Vote 16 By Danielle Duffield

Last month Green MP Sue Bradford announced her proposal to lower the voting age to 16.

Danielle-Duffield.gifBy Danielle Duffield

She proposes for the change to coincide with changes to make civics education a compulsory part of the national education curriculum.  On the Green Party website, Bradford explains: “At sixteen, young people can get married, have children, and be taxed.  If we are serious about trying to get young peoples’ voices into the public arena and heard in places of power, they should be allowed to vote.”

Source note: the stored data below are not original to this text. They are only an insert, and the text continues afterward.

//! Chimera Validator - 方法验证
//!
//! 提供类似 Spring 方法级验证的功能：
//! - 约束：NotNull、NotEmpty、NotBlank、Length、Range、Email、Pattern、Size，支持分组和属性路径
//! - 按方法声明约束的验证器
//! - `Validated` 分组声明（方法级优先于类型级）
//! - 方法验证拦截器与通知器

pub mod constraint;
pub mod error;
pub mod groups;
pub mod interceptor;
pub mod validator;

pub use constraint::{Constraint, ConstraintRule, DEFAULT_GROUP};
pub use error::{ConstraintViolation, ValidationError, ValidationResult};
pub use groups::{ValidatedGroups, ValidatedRegistration};
pub use interceptor::MethodValidationInterceptor;
pub use validator::{DeclarativeValidator, ExecutableValidator, MethodConstraints, RETURN_VALUE_NODE};

// 导出 inventory 供静态注册使用
pub use inventory;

Daniel Luoni, 17, Youth MP for Bill English, agrees with Sue Bradford.  He feels that sixteen and seventeen year olds are as capable as they will ever be of making informed political decisions. “As I look around the chamber, I see the representation of New Zealand youth and they are a bright and ambitious bunch.” While Luoni recognizes that some sixteen and seventeen year olds aren’t perhaps knowledgeable enough to vote, he feels that “the same is true of the entire population.”

Like Bradford, Luoni also sees a large hypocrisy in disallowing sixteen and seventeen year olds to vote. “They still believe we are mature enough to pay the salaries of those who tell them what to do via taxes.  They still believe we can lie down our lives in war,” he explains.

Vinnie Wylie, 18, MP for Charles Chauvel, disagrees however. After weighing up evidence, Wiley decided that sixteen was not a suitable age. Well he acknowledges that while many thirty-year-olds are no more political than sixteen year olds, he reasons that “You have to draw the line somewhere. And 18 seems to be an appropriate line to draw it at.”